Developers associate the freedom of open standards and protocol to these
abuses. In the early GNU years, the same philosophy applied to source
availability. Closed source does make similar abuse fare more easier.

Abuses can be prevented with well built regulation. Developers do not like to
get into governance and policy so they want to solve it technically, Open
Source or open protocols and standards etc, sometimes that opens up avenues
vulnerabilities in design, which devs generally are tech savy enough to be
immune to and come up with even more tech like https, adblockers hardware keys
etc.

This cat and mouse game leaves rest of the population far behind and
vulnerable, sometimes you just have to do governance than look for pure tech
solutions.

------
bohuim
I literally use Apple devices for everything except my gaming desktop, but I
can't defend for Apple in this case, and for the game streaming block.
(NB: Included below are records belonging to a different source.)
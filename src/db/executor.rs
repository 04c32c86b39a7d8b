//! Statement execution engine.
//!
//! This module drives the driver's statement API for every execution path:
//! - Plain updates and selects
//! - Parameterized updates
//! - Batched bulk inserts
//! - Stored procedure calls (executable and selectable)
//!
//! Statements and cursors are scoped: they are closed on every exit path before
//! the result or error leaves this module. Close failures are logged and dropped.

use crate::db::driver::{BatchOutcome, Connection, Cursor, Statement, StatementKind};
use crate::db::params::{bind_parameters, bind_values};
use crate::db::types::materialize;
use crate::error::DriverResult;
use crate::models::{ParamValue, ParameterList, ResultSet};
use std::ops::{Deref, DerefMut};
use std::time::{Duration, Instant};
use tracing::{debug, warn};

/// Statement executor that applies the per-statement timeout.
#[derive(Debug, Clone)]
pub struct QueryExecutor {
    query_timeout: Duration,
}

impl QueryExecutor {
    pub fn new(query_timeout: Duration) -> Self {
        Self { query_timeout }
    }

    pub fn query_timeout(&self) -> Duration {
        self.query_timeout
    }

    /// Execute an unparameterized update and return affected rows.
    pub fn execute_update(&self, conn: &mut dyn Connection, sql: &str) -> DriverResult<u64> {
        let start = Instant::now();
        debug!(sql = %sql, "Executing update");

        let mut stmt = self.prepare(conn, sql, StatementKind::Plain)?;
        let rows_affected = stmt.execute_update()?;

        debug!(
            rows_affected = rows_affected,
            elapsed_ms = start.elapsed().as_millis() as u64,
            "Update executed"
        );
        Ok(rows_affected)
    }

    /// Execute an unparameterized query and materialize its rows.
    pub fn execute_select(&self, conn: &mut dyn Connection, sql: &str) -> DriverResult<ResultSet> {
        let start = Instant::now();
        debug!(sql = %sql, "Executing query");

        let mut stmt = self.prepare(conn, sql, StatementKind::Plain)?;
        let mut cursor = CursorScope::new(stmt.execute_query()?);
        let rows = materialize(&mut *cursor)?;

        debug!(
            row_count = rows.len(),
            elapsed_ms = start.elapsed().as_millis() as u64,
            "Query executed"
        );
        Ok(rows)
    }

    /// Execute a parameterized update and return affected rows.
    pub fn execute_prepared(
        &self,
        conn: &mut dyn Connection,
        sql: &str,
        params: &ParameterList,
    ) -> DriverResult<u64> {
        debug!(sql = %sql, params = params.len(), "Executing prepared update");

        let mut stmt = self.prepare(conn, sql, StatementKind::Prepared)?;
        bind_parameters(&mut *stmt, params)?;
        stmt.execute_update()
    }

    /// Bind and batch every row, execute once, and count successful rows.
    ///
    /// Rows reporting success without a row count are counted as successful.
    pub fn execute_batch(
        &self,
        conn: &mut dyn Connection,
        sql: &str,
        rows: &[Vec<ParamValue>],
    ) -> DriverResult<u64> {
        debug!(sql = %sql, rows = rows.len(), "Executing batch");

        let mut stmt = self.prepare(conn, sql, StatementKind::Prepared)?;
        for row in rows {
            bind_values(&mut *stmt, row)?;
            stmt.add_batch()?;
        }
        let outcomes = stmt.execute_batch()?;
        let succeeded = count_successful(&outcomes);

        debug!(
            batched = rows.len(),
            succeeded = succeeded,
            "Batch executed"
        );
        Ok(succeeded)
    }

    /// Call a stored procedure without expecting a result set.
    pub fn execute_call(
        &self,
        conn: &mut dyn Connection,
        call: &str,
        params: &ParameterList,
    ) -> DriverResult<bool> {
        debug!(call = %call, params = params.len(), "Executing procedure");

        let mut stmt = self.prepare(conn, call, StatementKind::Call)?;
        bind_parameters(&mut *stmt, params)?;
        stmt.execute()?;
        Ok(true)
    }

    /// Call a selectable stored procedure and materialize its rows.
    pub fn execute_selectable_call(
        &self,
        conn: &mut dyn Connection,
        call: &str,
        params: &ParameterList,
    ) -> DriverResult<ResultSet> {
        debug!(call = %call, params = params.len(), "Executing selectable procedure");

        let mut stmt = self.prepare(conn, call, StatementKind::Call)?;
        bind_parameters(&mut *stmt, params)?;
        stmt.mark_selectable()?;
        let mut cursor = CursorScope::new(stmt.execute_query()?);
        let rows = materialize(&mut *cursor)?;

        debug!(row_count = rows.len(), "Selectable procedure executed");
        Ok(rows)
    }

    fn prepare<'c>(
        &self,
        conn: &'c mut dyn Connection,
        sql: &str,
        kind: StatementKind,
    ) -> DriverResult<StatementScope<'c>> {
        let mut stmt = StatementScope::new(conn.prepare(sql, kind)?);
        stmt.set_query_timeout(self.query_timeout)?;
        Ok(stmt)
    }
}

/// Count batch entries the driver reports as successful.
pub fn count_successful(outcomes: &[BatchOutcome]) -> u64 {
    outcomes
        .iter()
        .filter(|o| match o {
            BatchOutcome::Count(n) => *n > 0,
            BatchOutcome::SuccessNoInfo => true,
            BatchOutcome::Failed => false,
        })
        .count() as u64
}

// =============================================================================
// Scoped Resources
// =============================================================================

/// Closes the statement when dropped.
struct StatementScope<'c> {
    inner: Box<dyn Statement + 'c>,
}

impl<'c> StatementScope<'c> {
    fn new(inner: Box<dyn Statement + 'c>) -> Self {
        Self { inner }
    }
}

impl<'c> Deref for StatementScope<'c> {
    type Target = dyn Statement + 'c;

    fn deref(&self) -> &Self::Target {
        &*self.inner
    }
}

impl DerefMut for StatementScope<'_> {
    fn deref_mut(&mut self) -> &mut Self::Target {
        &mut *self.inner
    }
}

impl Drop for StatementScope<'_> {
    fn drop(&mut self) {
        if let Err(e) = self.inner.close() {
            warn!(error = %e, "Failed to close statement");
        }
    }
}

/// Closes the cursor when dropped.
struct CursorScope<'s> {
    inner: Box<dyn Cursor + 's>,
}

impl<'s> CursorScope<'s> {
    fn new(inner: Box<dyn Cursor + 's>) -> Self {
        Self { inner }
    }
}

impl<'s> Deref for CursorScope<'s> {
    type Target = dyn Cursor + 's;

    fn deref(&self) -> &Self::Target {
        &*self.inner
    }
}

impl DerefMut for CursorScope<'_> {
    fn deref_mut(&mut self) -> &mut Self::Target {
        &mut *self.inner
    }
}

impl Drop for CursorScope<'_> {
    fn drop(&mut self) {
        if let Err(e) = self.inner.close() {
            warn!(error = %e, "Failed to close cursor");
        }
    }
}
It's like if Apple built houses, it would make no sense for them to force
house owners to only buy furniture/services from Apple verified entities and
take 30% of the cut. The most it should be able to do is just provide a list
of services it thinks are safe to use.

I would ask why can't Apple just allow other app stores, and just say any apps
not from "the" app store may not be secure. But ultimately it's probably just
because Apple doesn't want to let go of the ridiculous 30% cut, since if other
app stores had a lower cut, why would developers release on the official app
store.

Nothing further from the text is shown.